# Step 3: Record selection

In this step, the records for the study are selected. The previous file is loaded with:

In [1]:
import pandas as pd

In [2]:
pdf = pd.read_csv('demo-merged.csv')

Next, the pandas.DataFrame is converted to a `'RecordsDataFrame'` object

In [3]:
from techminer import RecordsDataFrame
rdf = RecordsDataFrame(pdf)

In [4]:
from techminer import nan2none
rdf = nan2none(rdf)

## Group management

Record selection is based in the presence or ausence of terms in each row of a dataframe.

To mark the registers, two new columns called `'INCLUDE'` and `'EXCLUDE'` will be created. Each of them is Boolean. In this tutorial, we call group to this class of columns.  

In the next code, both columns are created with a default value of `None`. 

In [5]:
rdf['SELECTED'] = None

## Record visualization

**TechMiner** implements the `displayRecords()` to visualize a portion of a dataframe in json format.

In [6]:
from techminer import display_records

display_records(rdf[['Title', 'Author Keywords', 'Index Keywords']].head(5))

-----------------------------------------------
Record index: 0
{
  "Author Keywords": null,
  "Index Keywords": "Algorithmic trading; Experimental demonstrations; Fibre-optic communication; Signal transmission; State-of-the-art technology; Transmission bandwidth; Wavelength division multiplexed; Wide bandwidth; Bandwidth; Data communication systems; Fibers; Glass fibers; Light transmission; Light velocity; Optical fibers; Supercomputers; Vacuum; Wave transmission",
  "Title": "Towards high-capacity fibre-optic communications at the speed of light in vacuum"
}
-----------------------------------------------
Record index: 1
{
  "Author Keywords": "High-frequency trading; Limit order markets; Liquidity; Market quality; NASDAQ; Order placement strategies",
  "Index Keywords": null,
  "Title": "Low-latency trading"
}
-----------------------------------------------
Record index: 2
{
  "Author Keywords": null,
  "Index Keywords": null,
  "Title": "Rise of the machines: Algorithmic trading in

## Keywords completation

This step aims to create a column (field) in the dataframe containing key terms for document selection. First, the columns `'Author Keywords'` and `'Index Keywords'` are joined using the `'merge_fields'` function. The new column is called `'keywords'`.

In [7]:
from techminer import merge_fields
merge_fields(rdf['Author Keywords'], rdf['Index Keywords'], sepA=';', sepB=';')[0:10]
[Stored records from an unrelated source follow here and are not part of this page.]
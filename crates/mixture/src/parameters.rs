use crate::errors::{MixtureError, Result};
use linfa::ParamGuard;
use shakemix_gmpe::{ComponentConverter, GroundMotionModel, IdentityConverter};
use std::sync::Arc;

/// Default tolerance on the sum of weights
pub const WEIGHT_SUM_TOLERANCE: f64 = 1e-6;

/// Mixture of ground-motion models checked parameters
#[derive(Clone)]
pub struct GmpeMixtureValidParams {
    /// Constituent models, in weights order
    models: Vec<Arc<dyn GroundMotionModel>>,
    /// Weight of each model
    weights: Vec<f64>,
    /// Service used to bring each model predictions to the mixture component
    converter: Arc<dyn ComponentConverter>,
    /// Whether weights are rescaled to sum to one or required to
    normalize_weights: bool,
    /// Accepted distance of the weights sum to one when not normalized
    weight_tolerance: f64,
}

impl GmpeMixtureValidParams {
    /// The constituent models
    pub fn models(&self) -> &[Arc<dyn GroundMotionModel>] {
        &self.models
    }

    /// The weights as given
    pub fn weights(&self) -> &[f64] {
        &self.weights
    }

    /// The component conversion service
    pub fn converter(&self) -> &Arc<dyn ComponentConverter> {
        &self.converter
    }

    /// Whether weights are rescaled to sum to one
    pub fn normalize_weights(&self) -> bool {
        self.normalize_weights
    }

    /// The accepted distance of the weights sum to one
    pub fn weight_tolerance(&self) -> f64 {
        self.weight_tolerance
    }
}

/// Mixture of ground-motion models parameters
#[derive(Clone)]
pub struct GmpeMixtureParams(GmpeMixtureValidParams);

impl GmpeMixtureParams {
    /// Constructor of mixture parameters with `models` weighted by `weights`.
    ///
    /// By default, predictions are not converted (see [`converter()`](Self::converter))
    /// and weights are required to sum to one.
    pub fn new(models: Vec<Arc<dyn GroundMotionModel>>, weights: &[f64]) -> GmpeMixtureParams {
        Self(GmpeMixtureValidParams {
            models,
            weights: weights.to_vec(),
            converter: Arc::new(IdentityConverter),
            normalize_weights: false,
            weight_tolerance: WEIGHT_SUM_TOLERANCE,
        })
    }

    /// Sets the component conversion service
    pub fn converter(mut self, converter: Arc<dyn ComponentConverter>) -> Self {
        self.0.converter = converter;
        self
    }

    /// Sets whether weights are rescaled to sum to one instead of being required to
    pub fn normalize_weights(mut self, normalize_weights: bool) -> Self {
        self.0.normalize_weights = normalize_weights;
        self
    }

    /// Sets the accepted distance of the weights sum to one
    pub fn weight_tolerance(mut self, weight_tolerance: f64) -> Self {
        self.0.weight_tolerance = weight_tolerance;
        self
    }
}

impl ParamGuard for GmpeMixtureParams {
    type Checked = GmpeMixtureValidParams;
    type Error = MixtureError;

    fn check_ref(&self) -> Result<&Self::Checked> {
        let n = self.0.models.len();
        if n == 0 {
            return Err(MixtureError::InvalidValueError(
                "At least one model is required".to_string(),
            ));
        }
        if n != self.0.weights.len() {
            return Err(MixtureError::InvalidValueError(format!(
                "Models and weights should have the same length, got {} models and {} weights",
                n,
                self.0.weights.len()
            )));
        }
        if let Some(w) = self.0.weights.iter().find(|w| !w.is_finite() || **w < 0.) {
            return Err(MixtureError::InvalidValueError(format!(
                "Weights should be finite and non-negative, got {w}"
            )));
        }
        if self.0.weight_tolerance.is_nan() || self.0.weight_tolerance < 0. {
            return Err(MixtureError::InvalidValueError(format!(
                "`weight_tolerance` should be non-negative, got {}",
                self.0.weight_tolerance
            )));
        }
        let sum: f64 = self.0.weights.iter().sum();
        if self.0.normalize_weights {
            if sum <= 0. {
                return Err(MixtureError::InvalidValueError(
                    "Weights cannot be normalized, their sum is zero".to_string(),
                ));
            }
        } else if (sum - 1.).abs() > self.0.weight_tolerance {
            return Err(MixtureError::InvalidValueError(format!(
                "Weights should sum to 1, got {sum}"
            )));
        }
        Ok(&self.0)
    }

    fn check(self) -> Result<Self::Checked> {
        self.check_ref()?;
        Ok(self.0)
    }
}

impl From<GmpeMixtureValidParams> for GmpeMixtureParams {
    fn from(item: GmpeMixtureValidParams) -> Self {
        GmpeMixtureParams(item)
    }
}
0    Algorithmic trading;Experimental demonstration...
1    High-frequency trading;Limit order markets;Liq...
2                                                 None
3    competition (economics);financial market;marke...
4    High-frequency trading;Market making;Market qu...
5    Financial disclosure;Individual characteristic...
6                                                 None
7    Automated social engineering;Online privacy;On...
8                                                 None
9                                                 None
dtype: object

In [8]:
rdf['keywords'] = merge_fields(rdf['Author Keywords'], rdf['Index Keywords'], sepA=';', sepB=';')
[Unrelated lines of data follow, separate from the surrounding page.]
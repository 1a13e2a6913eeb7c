use crate::errors::{GmpeError, Result};
use bitflags::bitflags;
use std::fmt::Display;

#[cfg(feature = "serializable")]
use serde::{Deserialize, Serialize};

/// Tectonic region a ground-motion model is defined for
#[derive(Clone, Copy, PartialEq, Eq, PartialOrd, Ord, Hash, Debug)]
#[cfg_attr(feature = "serializable", derive(Serialize, Deserialize))]
pub enum TectonicRegion {
    /// Active shallow crust
    ActiveShallowCrust,
    /// Stable continental shallow crust
    StableShallowCrust,
    /// Subduction interface
    SubductionInterface,
    /// Subduction intraslab
    SubductionIntraslab,
    /// Upper mantle
    UpperMantle,
    /// Volcanic
    Volcanic,
    /// Geothermal or volcanic shallow crust
    GeothermalOrVolcanicShallowCrust,
}

impl Display for TectonicRegion {
    fn fmt(&self, f: &mut std::fmt::Formatter<'_>) -> std::fmt::Result {
        let name = match self {
            TectonicRegion::ActiveShallowCrust => "Active Shallow Crust",
            TectonicRegion::StableShallowCrust => "Stable Shallow Crust",
            TectonicRegion::SubductionInterface => "Subduction Interface",
            TectonicRegion::SubductionIntraslab => "Subduction IntraSlab",
            TectonicRegion::UpperMantle => "Upper Mantle",
            TectonicRegion::Volcanic => "Volcanic",
            TectonicRegion::GeothermalOrVolcanicShallowCrust => {
                "Geothermal or Volcanic Shallow Crust"
            }
        };
        write!(f, "{name}")
    }
}

/// Intensity measure type requested to a model
///
/// Spectral accelerations carry their period in seconds, see [`Imt::sa()`].
#[derive(Clone, Copy, PartialEq, Debug)]
#[cfg_attr(feature = "serializable", derive(Serialize, Deserialize))]
pub enum Imt {
    /// Peak ground acceleration
    Pga,
    /// Peak ground velocity
    Pgv,
    /// Peak ground displacement
    Pgd,
    /// Modified Mercalli intensity
    Mmi,
    /// Pseudo spectral acceleration at the given period (s)
    Sa(f64),
}

impl Imt {
    /// Spectral acceleration at `period` seconds
    ///
    /// # Errors
    ///
    /// [GmpeError::InvalidValueError] if `period` is not a finite positive number.
    pub fn sa(period: f64) -> Result<Imt> {
        if !period.is_finite() || period <= 0. {
            return Err(GmpeError::InvalidValueError(format!(
                "SA period should be a finite positive number, got {period}"
            )));
        }
        Ok(Imt::Sa(period))
    }

    /// The family flag of this intensity measure
    pub fn spec(&self) -> ImtSpec {
        match self {
            Imt::Pga => ImtSpec::PGA,
            Imt::Pgv => ImtSpec::PGV,
            Imt::Pgd => ImtSpec::PGD,
            Imt::Mmi => ImtSpec::MMI,
            Imt::Sa(_) => ImtSpec::SA,
        }
    }
}

impl Display for Imt {
    fn fmt(&self, f: &mut std::fmt::Formatter<'_>) -> std::fmt::Result {
        match self {
            Imt::Pga => write!(f, "PGA"),
            Imt::Pgv => write!(f, "PGV"),
            Imt::Pgd => write!(f, "PGD"),
            Imt::Mmi => write!(f, "MMI"),
            Imt::Sa(period) => write!(f, "SA({period})"),
        }
    }
}

bitflags! {
    /// Flags to specify the intensity measure families a model is defined for.
    ///
    /// Flags can be combined with bit-wise `or` operator.
    /// ```ignore
    /// let spec = ImtSpec::PGA | ImtSpec::SA;
    /// ```
    #[derive(PartialEq, Eq, PartialOrd, Ord, Hash, Debug, Clone, Copy)]
    #[cfg_attr(feature = "serializable", derive(Serialize, Deserialize), serde(transparent))]
    pub struct ImtSpec: u8 {
        /// Peak ground acceleration
        const PGA = 0x01;
        /// Peak ground velocity
        const PGV = 0x02;
        /// Peak ground displacement
        const PGD = 0x04;
        /// Pseudo spectral acceleration, any period
        const SA = 0x08;
        /// Modified Mercalli intensity
        const MMI = 0x10;
    }
}

/// Intensity measure component convention
#[derive(Clone, Copy, PartialEq, Eq, PartialOrd, Ord, Hash, Debug)]
#[cfg_attr(feature = "serializable", derive(Serialize, Deserialize))]
pub enum Imc {
    /// Geometric mean of the two horizontal components
    AverageHorizontal,
    /// Orientation-independent geometric mean, 50th percentile
    GmRotI50,
    /// Rotated 50th percentile
    RotD50,
    /// Rotated 100th percentile
    RotD100,
    /// Larger of the two horizontal components
    GreaterOfTwoHorizontal,
    /// Randomly chosen horizontal component
    RandomHorizontal,
    /// Unspecified horizontal component
    Horizontal,
    /// Median of the horizontal components
    Median,
    /// Vertical component
    Vertical,
}

impl Display for Imc {
    fn fmt(&self, f: &mut std::fmt::Formatter<'_>) -> std::fmt::Result {
        let name = match self {
            Imc::AverageHorizontal => "Average Horizontal",
            Imc::GmRotI50 => "Average Horizontal (GMRotI50)",
            Imc::RotD50 => "Average Horizontal (RotD50)",
            Imc::RotD100 => "Horizontal Maximum Direction (RotD100)",
            Imc::GreaterOfTwoHorizontal => "Greater of two horizontal",
            Imc::RandomHorizontal => "Random horizontal",
            Imc::Horizontal => "Horizontal",
            Imc::Median => "Median horizontal",
            Imc::Vertical => "Vertical",
        };
        write!(f, "{name}")
    }
}

/// Kind of standard deviation of the log intensity
#[derive(Clone, Copy, PartialEq, Eq, PartialOrd, Ord, Hash, Debug)]
#[cfg_attr(feature = "serializable", derive(Serialize, Deserialize))]
pub enum StdDevType {
    /// Total standard deviation
    Total,
    /// Between-event (inter-event) standard deviation
    InterEvent,
    /// Within-event (intra-event) standard deviation
    IntraEvent,
}

impl StdDevType {
    /// The flag of this standard deviation kind
    pub fn spec(&self) -> StdDevSpec {
        match self {
            StdDevType::Total => StdDevSpec::TOTAL,
            StdDevType::InterEvent => StdDevSpec::INTER_EVENT,
            StdDevType::IntraEvent => StdDevSpec::INTRA_EVENT,
        }
    }
}

impl Display for StdDevType {
    fn fmt(&self, f: &mut std::fmt::Formatter<'_>) -> std::fmt::Result {
        match self {
            StdDevType::Total => write!(f, "Total"),
            StdDevType::InterEvent => write!(f, "Inter event"),
            StdDevType::IntraEvent => write!(f, "Intra event"),
        }
    }
}

bitflags! {
    /// Flags to specify the standard deviation kinds a model is defined for.
    #[derive(PartialEq, Eq, PartialOrd, Ord, Hash, Debug, Clone, Copy)]
    #[cfg_attr(feature = "serializable", derive(Serialize, Deserialize), serde(transparent))]
    pub struct StdDevSpec: u8 {
        /// Total standard deviation
        const TOTAL = 0x01;
        /// Inter-event standard deviation
        const INTER_EVENT = 0x02;
        /// Intra-event standard deviation
        const INTRA_EVENT = 0x04;
    }
}

impl StdDevSpec {
    /// Flags of the given standard deviation kinds
    pub fn from_types(types: &[StdDevType]) -> StdDevSpec {
        types
            .iter()
            .fold(StdDevSpec::empty(), |acc, t| acc | t.spec())
    }
}

bitflags! {
    /// Flags to specify the site parameters a model requires.
    #[derive(PartialEq, Eq, PartialOrd, Ord, Hash, Debug, Clone, Copy)]
    #[cfg_attr(feature = "serializable", derive(Serialize, Deserialize), serde(transparent))]
    pub struct SiteParamSpec: u8 {
        /// Time-averaged shear wave velocity of the top 30m (m/s)
        const VS30 = 0x01;
        /// Whether vs30 was measured or inferred
        const VS30MEASURED = 0x02;
        /// Depth to the 1.0 km/s shear velocity horizon (m)
        const Z1PT0 = 0x04;
        /// Depth to the 2.5 km/s shear velocity horizon (km)
        const Z2PT5 = 0x08;
        /// Backarc site indicator
        const BACKARC = 0x10;
        /// Depth to the 1.0 km/s horizon from the Abrahamson et al. (2014) relationship (m)
        const Z1PT0_ASK14 = 0x20;
        /// Depth to the 1.0 km/s horizon from the Chiou and Youngs (2014) relationship (m)
        const Z1PT0_CY14 = 0x40;
    }
}

bitflags! {
    /// Flags to specify the rupture parameters a model requires.
    #[derive(PartialEq, Eq, PartialOrd, Ord, Hash, Debug, Clone, Copy)]
    #[cfg_attr(feature = "serializable", derive(Serialize, Deserialize), serde(transparent))]
    pub struct RuptureParamSpec: u8 {
        /// Moment magnitude
        const MAG = 0x01;
        /// Rake angle (degrees)
        const RAKE = 0x02;
        /// Dip angle (degrees)
        const DIP = 0x04;
        /// Depth to top of rupture (km)
        const ZTOR = 0x08;
        /// Down-dip rupture width (km)
        const WIDTH = 0x10;
        /// Hypocentral depth (km)
        const HYPO_DEPTH = 0x20;
    }
}

bitflags! {
    /// Flags to specify the distance measures a model requires.
    #[derive(PartialEq, Eq, PartialOrd, Ord, Hash, Debug, Clone, Copy)]
    #[cfg_attr(feature = "serializable", derive(Serialize, Deserialize), serde(transparent))]
    pub struct DistanceSpec: u8 {
        /// Closest distance to the rupture
        const RRUP = 0x01;
        /// Joyner-Boore distance
        const RJB = 0x02;
        /// Horizontal distance to the top edge, perpendicular to strike
        const RX = 0x04;
        /// Horizontal distance off the end of the rupture, parallel to strike
        const RY0 = 0x08;
        /// Hypocentral distance
        const RHYPO = 0x10;
        /// Epicentral distance
        const REPI = 0x20;
    }
}

/// What a ground-motion model is defined for and what it requires
#[derive(Clone, Debug, PartialEq)]
#[cfg_attr(feature = "serializable", derive(Serialize, Deserialize))]
pub struct ModelCapabilities {
    tectonic_region: TectonicRegion,
    imts: ImtSpec,
    imc: Imc,
    stddev_types: StdDevSpec,
    site_params: SiteParamSpec,
    rupture_params: RuptureParamSpec,
    distances: DistanceSpec,
}

impl ModelCapabilities {
    /// Capabilities for the given region and component, defined for no intensity
    /// measure, no standard deviation and requiring nothing.
    pub fn new(tectonic_region: TectonicRegion, imc: Imc) -> ModelCapabilities {
        ModelCapabilities {
            tectonic_region,
            imts: ImtSpec::empty(),
            imc,
            stddev_types: StdDevSpec::empty(),
            site_params: SiteParamSpec::empty(),
            rupture_params: RuptureParamSpec::empty(),
            distances: DistanceSpec::empty(),
        }
    }

    /// Sets the supported intensity measure families
    pub fn imts(mut self, imts: ImtSpec) -> Self {
        self.imts = imts;
        self
    }

    /// Sets the supported standard deviation kinds
    pub fn stddev_types(mut self, stddev_types: StdDevSpec) -> Self {
        self.stddev_types = stddev_types;
        self
    }

    /// Sets the required site parameters
    pub fn site_params(mut self, site_params: SiteParamSpec) -> Self {
        self.site_params = site_params;
        self
    }

    /// Sets the required rupture parameters
    pub fn rupture_params(mut self, rupture_params: RuptureParamSpec) -> Self {
        self.rupture_params = rupture_params;
        self
    }

    /// Sets the required distance measures
    pub fn distances(mut self, distances: DistanceSpec) -> Self {
        self.distances = distances;
        self
    }

    /// The tectonic region
    pub fn tectonic_region(&self) -> TectonicRegion {
        self.tectonic_region
    }

    /// The supported intensity measure families
    pub fn supported_imts(&self) -> ImtSpec {
        self.imts
    }

    /// The intensity measure component convention
    pub fn imc(&self) -> Imc {
        self.imc
    }

    /// The supported standard deviation kinds
    pub fn supported_stddev_types(&self) -> StdDevSpec {
        self.stddev_types
    }

    /// The required site parameters
    pub fn required_site_params(&self) -> SiteParamSpec {
        self.site_params
    }

    /// The required rupture parameters
    pub fn required_rupture_params(&self) -> RuptureParamSpec {
        self.rupture_params
    }

    /// The required distance measures
    pub fn required_distances(&self) -> DistanceSpec {
        self.distances
    }

    /// Whether `imt` belongs to a supported family
    pub fn supports_imt(&self, imt: &Imt) -> bool {
        self.imts.contains(imt.spec())
    }
}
However, there are 51 records without `'Author Keywords'` and `'Index Keywords'`.

In [9]:
len(rdf[rdf['keywords'].map(lambda x: x is None)])

51

In [10]:
from techminer.keywords import Keywords
kyw = Keywords()
kyw.add_keywords(rdf['keywords'], sep=';')
kyw._keywords[0:10]

['(location-based) publish/subscribe',
 '10-fold cross-validation',
 '?-stable processes',
 'ABM',
 'ACE',
 'ADALINE',
 'ADCC-GARCH',
 'AI techniques',
 'ANFIS',
 'ANFIS ensemble']

In [11]:
## remove copyright
import numpy as np
rdf['Abstract'] = rdf['Abstract'].map(lambda x: x[0:x.find('\u00a9')] if isinstance(x, str) and x.find('\u00a9')!= -1 else x)

In [12]:
title_abstract =  merge_fields(rdf['Title'], rdf['Abstract'])

In [13]:
## se extrae del titulo y del abstract
keywords_title_abstract = title_abstract.map(lambda x: kyw.extract_from(x, sep=';'))

In [14]:
idx = rdf['keywords'].map(lambda x: x is None)
rdf.loc[idx, 'keywords'] = keywords_title_abstract[idx]

In [15]:
len(rdf[rdf['keywords'].map(lambda x: x is None)])

0

In [16]:
##
## Eliminación de conferencias

In [17]:
conf = Keywords()
conf.add_keywords(['Conference', 'Proceeding', 'Workshop'], sep=';')
rdf['CONF'] = rdf['Title'].map(lambda x: True if x in conf else False)

In [18]:
for title in rdf[rdf['CONF']]['Title']:
    print(title)

ICSIT 2019 - 10th International Conference on Society and Information Technologies, Proceedings
International Conference on Digital Science, DSIC 2018
ACM International Conference Proceeding Series
Proceedings - 23rd IEEE International Conference on High Performance Computing Workshops, HiPCW 2016
Workshop on Logistik und Echtzeit, Echtzeit 2017
4th Workshop on Engineering Applications, WEA 2017
10th International Conference on Knowledge Science, Engineering and Management, KSEM 2017
19th International Conference on Business Information Systems, BIS 2016
SISY 2015 - IEEE 13th International Symposium on Intelligent Systems and Informatics, Proceedings
Proceedings - 2013 Tools and Methods of Program Analysis, TMPA 2013
International Workshops on Business Information Systems, BIS 2015
2015 National Conference on Parallel Computing Technologies, PARCOMPTECH 2015
7th European Workshop on Probabilistic Graphical Models, PGM 2014
Self-Organizing Systems - 7th IFIP TC 6 International Workshop,

In [19]:
print(len(rdf))
rdf = rdf[rdf['CONF'].map(lambda x: False if x is True else True)]
print(len(rdf))

528
510


In [20]:
##
## Limpieza de palabras clave
##
from techminer import Thesaurus, text_clustering
th = text_clustering(rdf['keywords'], sep=';')


In [21]:
rdf['keywords (cleaned)'] = rdf['keywords'].map(lambda x: th.apply(x, sep=';'))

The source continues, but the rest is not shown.